On September 14, 2022, Petitioner filed a motion seeking the Court's assistance in obtaining records of proceedings from the Pierce County Superior Court. (Dkt. # 30.) However, as previously noted in the Court's Order on Petitioner's Motion to Compel (dkt. # 26), Petitioner fails to explain the relevance and/or necessity of the records he is requesting for the resolution of his habeas claims. (See dkt. # 26 at 3.) Respondent concedes Petitioner's habeas claims are exhausted and this Court has previously determined, and Petitioner apparently agrees, that additional records are not required to resolve the instant habeas claims because they rest entirely on issues of law. (See id. at 4; Pl.'s Resp. at 2 (“Only matters of pure law are involved in this case ....”).)

II. BACKGROUND

A. Statement of Facts

Petitioner is in custody under a state court judgment and sentence entered by the Pierce County Superior Court for convictions on one count of third-degree child molestation and six counts of communication with a minor for immoral purposes (“CMIP”). (See State Court Rec., Ex. 1 (dkt. # 13-1) at 1-2; see also id., Ex. 2 at 1-2 (vacating one of Petitioner's CMIP convictions.) The Washington Court of Appeals (“Court of Appeals”), on Petitioner's direct appeal, summarized the relevant facts underlying his convictions as follows:

A. Initial Investigation

S.L. met Griffin in August 2014 through her mother's work. At the time, S.L. was 13 years old and Griffin was around 34 years old. The two exchanged cell phone numbers and regularly text messaged each other for the next 10 months.
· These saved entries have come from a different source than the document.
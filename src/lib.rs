//! Block-engine relay client library.
//!
//! Authenticates against a bundle relay, submits ordered transaction bundles
//! and follows them until their signatures land on the ledger.

pub mod auth;
pub mod bundle;
pub mod config;
pub mod confirmation;
pub mod error;
pub mod jsonrpc;
pub mod ledger;
pub mod lifecycle;
pub mod observability;
pub mod outcome;
pub mod relay;
pub mod resilience;
pub mod session;

pub use config::schema::ClientConfig;
pub use error::{BundleError, BundleResult, TransportError};
pub use lifecycle::{Shutdown, ShutdownSignal};
pub use session::{RelaySession, RelaySessionBuilder, StatusSource};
This communication culminated in a June 2015 incident in which Griffin invited S.L. to his home, tied her up with rope, and touched her bare breast with his hands and mouth.
On June 24, 2015, S.L. got into a fight with her stepmother. As punishment, S.L.'s stepmother took away S.L.'s cell phone. Later that evening, S.L.'s stepmother scrolled through S.L.'s text messages and noticed several messages from Griffin. Some of Griffin's messages encouraged S.L. to throw away her antidepressant medication. Other messages discussed emancipation, moving into an apartment together, and the size of S.L.'s minor girlfriend's breasts. S.L.'s stepmother contacted S.L.'s father.

S.L.'s father confronted S.L. about her relationship with Griffin, and S.L. admitted that she also communicated with Griffin on a mobile software application. S.L.'s father reinstalled the software application onto S.L.'s phone and began receiving messages from Griffin. S.L.'s father, acting as S.L., responded to Griffin's messages. Eventually, Griffin messaged S.L.'s phone the following:

In the fantasy, I tie you to the desk, your leg to the desk leg, on both sides.
....
You would have a shoulder harness that would be tied to the front of the desk, holding you securely in place. Your elbows would be tied behind your back, your arms straight, so that they rested on your a**.
....
I expect you would be a little nervous, as I loomed over you with a perverted smile.
....
I would place a small bottle in one of your hands, and command you to apply the contents to your anus. You would squirm, and insist that *I* be the one to apply it. There would be a moment of silence, followed by several slaps of a flog across your back and thighs.
Exhibit 1 at 7-11 (we quote only appellant's texts for ease of readability).

S.L.'s father photographed the messages and contacted law enforcement. He also gave law enforcement S.L.'s cell phone for forensic examination.

B. Search Warrants

Detective Bradley Graham of the Tacoma Police Department was assigned to investigate the case. On July 7, Detective Graham obtained a warrant to search Griffin's house for the following evidence:

Bondage items to include handcuffs, ropes, gags, slings and restraints;
Pictures of the victim that appear in any printed format;
The cell phone of Daniel Griffin-phone number 253-***-****;
Documents showing dominion and control of the residence; and
General crime scene processing to include photographing, videotaping and diagraming of the residence.

Clerk's Papers (CP) at 33. The search of Griffin's home unearthed rope, massage oil, sex toys, and Griffin's cell phone.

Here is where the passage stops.